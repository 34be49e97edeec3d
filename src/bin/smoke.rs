// Smoke test: every built-in theme applied to a small page and taken back again

use retro_skin::{
    assets::{MemoryFetcher, ResourceLoader, StaticAssetResolver},
    dom::{tags, Document, MemoryDocument},
    styles::Applicator,
    BuiltinThemes, EngineConfig, RetroTransformer, Settings, ThemeCatalog,
};

fn sample_page() -> Result<MemoryDocument, Box<dyn std::error::Error>> {
    let mut doc = MemoryDocument::new();
    doc.set_location("https://smoke.example/");
    doc.set_title("Smoke")?;
    let body = doc.body().ok_or("page has no body")?;

    let header = doc.append_element(body, "header")?;
    doc.append_element(header, "h1")?;
    let main = doc.append_element(body, "main")?;
    let article = doc.append_element(main, "article")?;
    let paragraph = doc.append_element(article, "p")?;
    doc.set_text(paragraph, "Welcome to my homepage")?;
    let link = doc.append_element(article, "a")?;
    doc.set_attribute(link, "href", "/guestbook")?;
    doc.append_element(body, "footer")?;
    Ok(doc)
}

#[tokio::main]
async fn main() -> Result<(), Box<dyn std::error::Error>> {
    println!("🕹️  Testing Retro-Skin Core Functionality");

    let catalog = BuiltinThemes::new();
    let themes = catalog.theme_ids();
    println!("\n1. Themes available: {:?}", themes);
    assert_eq!(themes.len(), 4);

    for (step, theme_id) in themes.iter().enumerate() {
        println!("\n{}. Applying '{}'...", step + 2, theme_id);

        let doc = sample_page()?;
        let nodes_before = doc.connected_count();
        let config = EngineConfig::default();
        let loader = ResourceLoader::new(
            Box::new(StaticAssetResolver::new("assets")),
            Box::new(MemoryFetcher::new()),
            config.assets.retry_delay(),
        );
        let mut engine =
            RetroTransformer::new(doc, Box::new(BuiltinThemes::new()), loader, config)
                .with_settings(Settings::enabled_with_theme(theme_id));

        if !engine.activate().await {
            println!("   ❌ Activation failed");
            return Err(format!("theme '{}' did not activate", theme_id).into());
        }

        let doc = engine.document();
        let root = doc.root().ok_or("page has no root")?;
        println!(
            "   Root theme: {:?}",
            doc.attribute(root, tags::THEME).unwrap_or_default()
        );
        println!("   Tagged nodes: {}", doc.engine_tagged_nodes().len());
        println!(
            "   Cursor applied: {}",
            engine.applicators().cursor.is_applied()
        );

        engine.deactivate();
        let doc = engine.document();
        let leftovers = doc.engine_tagged_nodes().len();
        if leftovers > 0 || doc.connected_count() != nodes_before {
            println!("   ❌ {} node(s) still tagged after deactivation", leftovers);
            return Err(format!("theme '{}' was not fully removed", theme_id).into());
        }
        println!("   ✅ Applied and removed cleanly");
    }

    println!("\n🎉 All themes passed! Retro-Skin core is working.");
    Ok(())
}
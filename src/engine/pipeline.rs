use tracing::debug;

use super::log_failure;
use crate::audio::AudioSink;
use crate::dom::Document;
use crate::styles::{
    Applicator, ApplyContext, BackgroundStyler, CursorCustomizer, ElementTransformer,
    FontTransformer, VintageElements,
};

/// Which applicators a pass ran, left out, or lost to a failure
#[derive(Debug, Clone, Default, PartialEq, Eq)]
pub struct PassReport {
    pub applied: Vec<String>,
    pub disabled: Vec<String>,
    pub failed: Vec<String>,
}

/// The five applicators, run in a fixed order and undone in exactly the reverse one
pub struct Applicators {
    pub elements: ElementTransformer,
    pub background: BackgroundStyler,
    pub fonts: FontTransformer,
    pub cursor: CursorCustomizer,
    pub vintage: VintageElements,
}

impl Applicators {
    pub fn new() -> Self {
        Self {
            elements: ElementTransformer::new(),
            background: BackgroundStyler::new(),
            fonts: FontTransformer::new(),
            cursor: CursorCustomizer::new(),
            vintage: VintageElements::new(),
        }
    }

    pub fn with_audio(sink: Box<dyn AudioSink>) -> Self {
        Self {
            vintage: VintageElements::with_audio(sink),
            ..Self::new()
        }
    }

    fn in_apply_order(&mut self) -> [&mut dyn Applicator; 5] {
        let order: [&mut dyn Applicator; 5] = [
            &mut self.elements,
            &mut self.background,
            &mut self.fonts,
            &mut self.cursor,
            &mut self.vintage,
        ];
        order
    }

    /// Names of the applicators currently applied, in apply order
    pub fn applied_names(&mut self) -> Vec<String> {
        self.in_apply_order()
            .into_iter()
            .filter(|a| a.is_applied())
            .map(|a| a.name().to_string())
            .collect()
    }

    /// Run every enabled applicator; one failing never stops the rest
    pub fn apply_all(&mut self, doc: &mut dyn Document, ctx: &ApplyContext<'_>) -> PassReport {
        let mut report = PassReport::default();
        for applicator in self.in_apply_order() {
            let name = applicator.name().to_string();
            if !applicator.enabled_in(ctx.settings) {
                debug!("Applicator '{}' disabled by settings", name);
                report.disabled.push(name);
                continue;
            }
            match applicator.apply(doc, ctx) {
                Ok(()) => report.applied.push(name),
                Err(e) => {
                    log_failure(&format!("'{}' applicator", name), &e);
                    // Take back whatever the partial pass wrote
                    if let Err(e) = applicator.undo(doc) {
                        log_failure(&format!("'{}' cleanup", name), &e);
                    }
                    report.failed.push(name);
                }
            }
        }
        report
    }

    /// Undo in reverse apply order; returns how many undos reported an error
    pub fn undo_all(&mut self, doc: &mut dyn Document) -> usize {
        let mut order = self.in_apply_order();
        order.reverse();
        let mut failures = 0;
        for applicator in order {
            if let Err(e) = applicator.undo(doc) {
                log_failure(&format!("'{}' undo", applicator.name()), &e);
                failures += 1;
            }
        }
        failures
    }
}

impl Default for Applicators {
    fn default() -> Self {
        Self::new()
    }
}

#[cfg(test)]
mod tests {
    use super::*;
    use crate::dom::{tags, MemoryDocument};
    use crate::styles::traits::testing::Fixture;

    #[test]
    fn test_settings_gate_applicators() {
        let mut doc = MemoryDocument::new();
        let mut fixture = Fixture::new("geocities");
        fixture.settings.custom_settings.cursor.enabled = false;
        fixture.settings.custom_settings.vintage_elements.enabled = false;

        let mut applicators = Applicators::new();
        let report = applicators.apply_all(&mut doc, &fixture.ctx());
        assert_eq!(report.applied, vec!["elements", "background", "fonts"]);
        assert_eq!(report.disabled, vec!["cursor", "vintage"]);
        assert_eq!(applicators.applied_names(), report.applied);

        assert_eq!(applicators.undo_all(&mut doc), 0);
        assert!(applicators.applied_names().is_empty());
        assert!(doc.engine_tagged_nodes().is_empty());
    }

    #[test]
    fn test_policy_failure_skips_one_feature() {
        let mut doc = MemoryDocument::new();
        doc.deny_style_property("cursor");
        let fixture = Fixture::new("geocities");

        let mut applicators = Applicators::new();
        let report = applicators.apply_all(&mut doc, &fixture.ctx());
        assert_eq!(report.failed, vec!["cursor"]);
        assert!(report.applied.contains(&"vintage".to_string()));
        assert!(!applicators.cursor.is_applied());

        let root = doc.root().unwrap();
        assert!(doc.attribute(root, tags::THEME).is_some());
    }
}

____

● Assignment: Once more, set down the full listing, verbatim.

● Answer box:
repository 34be49e97edeec3d
filename src/bin/smoke.rs
// Smoke test: every built-in theme applied to a small page and taken back again

use retro_skin::{
    assets::{MemoryFetcher, ResourceLoader, StaticAssetResolver},
    dom::{tags, Document, MemoryDocument},
    styles::Applicator,
    BuiltinThemes, EngineConfig, RetroTransformer, Settings, ThemeCatalog,
};

fn sample_page() -> Result<MemoryDocument, Box<dyn std::error::Error>> {
    let mut doc = MemoryDocument::new();
    doc.set_location("https://smoke.example/");
    doc.set_title("Smoke")?;
    let body = doc.body().ok_or("page has no body")?;

    let header = doc.append_element(body, "header")?;
    doc.append_element(header, "h1")?;
    let main = doc.append_element(body, "main")?;
    let article = doc.append_element(main, "article")?;
    let paragraph = doc.append_element(article, "p")?;
    doc.set_text(paragraph, "Welcome to my homepage")?;
    let link = doc.append_element(article, "a")?;
    doc.set_attribute(link, "href", "/guestbook")?;
    doc.append_element(body, "footer")?;
    Ok(doc)
}

#[tokio::main]
async fn main() -> Result<(), Box<dyn std::error::Error>> {
    println!("🕹️  Testing Retro-Skin Core Functionality");

    let catalog = BuiltinThemes::new();
    let themes = catalog.theme_ids();
    println!("\n1. Themes available: {:?}", themes);
    assert_eq!(themes.len(), 4);

    for (step, theme_id) in themes.iter().enumerate() {
        println!("\n{}. Applying '{}'...", step + 2, theme_id);

        let doc = sample_page()?;
        let nodes_before = doc.connected_count();
        let config = EngineConfig::default();
        let loader = ResourceLoader::new(
            Box::new(StaticAssetResolver::new("assets")),
            Box::new(MemoryFetcher::new()),
            config.assets.retry_delay(),
        );
        let mut engine =
            RetroTransformer::new(doc, Box::new(BuiltinThemes::new()), loader, config)
                .with_settings(Settings::enabled_with_theme(theme_id));

        if !engine.activate().await {
            println!("   ❌ Activation failed");
            return Err(format!("theme '{}' did not activate", theme_id).into());
        }

        let doc = engine.document();
        let root = doc.root().ok_or("page has no root")?;
        println!(
            "   Root theme: {:?}",
            doc.attribute(root, tags::THEME).unwrap_or_default()
        );
        println!("   Tagged nodes: {}", doc.engine_tagged_nodes().len());
        println!(
            "   Cursor applied: {}",
            engine.applicators().cursor.is_applied()
        );

        engine.deactivate();
        let doc = engine.document();
        let leftovers = doc.engine_tagged_nodes().len();
        if leftovers > 0 || doc.connected_count() != nodes_before {
            println!("   ❌ {} node(s) still tagged after deactivation", leftovers);
            return Err(format!("theme '{}' was not fully removed", theme_id).into());
        }
        println!("   ✅ Applied and removed cleanly");
    }

    println!("\n🎉 All themes passed! Retro-Skin core is working.");
    Ok(())
}
filename src/engine/pipeline.rs
use tracing::debug;

use super::log_failure;
use crate::audio::AudioSink;
use crate::dom::Document;
use crate::styles::{
    Applicator, ApplyContext, BackgroundStyler, CursorCustomizer, ElementTransformer,
    FontTransformer, VintageElements,
};

/// Which applicators a pass ran, left out, or lost to a failure
#[derive(Debug, Clone, Default, PartialEq, Eq)]
pub struct PassReport {
    pub applied: Vec<String>,
    pub disabled: Vec<String>,
    pub failed: Vec<String>,
}

/// The five applicators, run in a fixed order and undone in exactly the reverse one
pub struct Applicators {
    pub elements: ElementTransformer,
    pub background: BackgroundStyler,
    pub fonts: FontTransformer,
    pub cursor: CursorCustomizer,
    pub vintage: VintageElements,
}

impl Applicators {
    pub fn new() -> Self {
        Self {
            elements: ElementTransformer::new(),
            background: BackgroundStyler::new(),
            fonts: FontTransformer::new(),
            cursor: CursorCustomizer::new(),
            vintage: VintageElements::new(),
        }
    }

    pub fn with_audio(sink: Box<dyn AudioSink>) -> Self {
        Self {
            vintage: VintageElements::with_audio(sink),
            ..Self::new()
        }
    }

    fn in_apply_order(&mut self) -> [&mut dyn Applicator; 5] {
        let order: [&mut dyn Applicator; 5] = [
            &mut self.elements,
            &mut self.background,
            &mut self.fonts,
            &mut self.cursor,
            &mut self.vintage,
        ];
        order
    }

    /// Names of the applicators currently applied, in apply order
    pub fn applied_names(&mut self) -> Vec<String> {
        self.in_apply_order()
            .into_iter()
            .filter(|a| a.is_applied())
            .map(|a| a.name().to_string())
            .collect()
    }

    /// Run every enabled applicator; one failing never stops the rest
    pub fn apply_all(&mut self, doc: &mut dyn Document, ctx: &ApplyContext<'_>) -> PassReport {
        let mut report = PassReport::default();
        for applicator in self.in_apply_order() {
            let name = applicator.name().to_string();
            if !applicator.enabled_in(ctx.settings) {
                debug!("Applicator '{}' disabled by settings", name);
                report.disabled.push(name);
                continue;
            }
            match applicator.apply(doc, ctx) {
                Ok(()) => report.applied.push(name),
                Err(e) => {
                    log_failure(&format!("'{}' applicator", name), &e);
                    // Take back whatever the partial pass wrote
                    if let Err(e) = applicator.undo(doc) {
                        log_failure(&format!("'{}' cleanup", name), &e);
                    }
                    report.failed.push(name);
                }
            }
        }
        report
    }

    /// Undo in reverse apply order; returns how many undos reported an error
    pub fn undo_all(&mut self, doc: &mut dyn Document) -> usize {
        let mut order = self.in_apply_order();
        order.reverse();
        let mut failures = 0;
        for applicator in order {
            if let Err(e) = applicator.undo(doc) {
                log_failure(&format!("'{}' undo", applicator.name()), &e);
                failures += 1;
            }
        }
        failures
    }
}

impl Default for Applicators {
    fn default() -> Self {
        Self::new()
    }
}

#[cfg(test)]
mod tests {
    use super::*;
    use crate::dom::{tags, MemoryDocument};
    use crate::styles::traits::testing::Fixture;

    #[test]
    fn test_settings_gate_applicators() {
        let mut doc = MemoryDocument::new();
        let mut fixture = Fixture::new("geocities");
        fixture.settings.custom_settings.cursor.enabled = false;
        fixture.settings.custom_settings.vintage_elements.enabled = false;

        let mut applicators = Applicators::new();
        let report = applicators.apply_all(&mut doc, &fixture.ctx());
        assert_eq!(report.applied, vec!["elements", "background", "fonts"]);
        assert_eq!(report.disabled, vec!["cursor", "vintage"]);
        assert_eq!(applicators.applied_names(), report.applied);

        assert_eq!(applicators.undo_all(&mut doc), 0);
        assert!(applicators.applied_names().is_empty());
        assert!(doc.engine_tagged_nodes().is_empty());
    }

    #[test]
    fn test_policy_failure_skips_one_feature() {
        let mut doc = MemoryDocument::new();
        doc.deny_style_property("cursor");
        let fixture = Fixture::new("geocities");

        let mut applicators = Applicators::new();
        let report = applicators.apply_all(&mut doc, &fixture.ctx());
        assert_eq!(report.failed, vec!["cursor"]);
        assert!(report.applied.contains(&"vintage".to_string()));
        assert!(!applicators.cursor.is_applied());

        let root = doc.root().unwrap();
        assert!(doc.attribute(root, tags::THEME).is_some());
    }
}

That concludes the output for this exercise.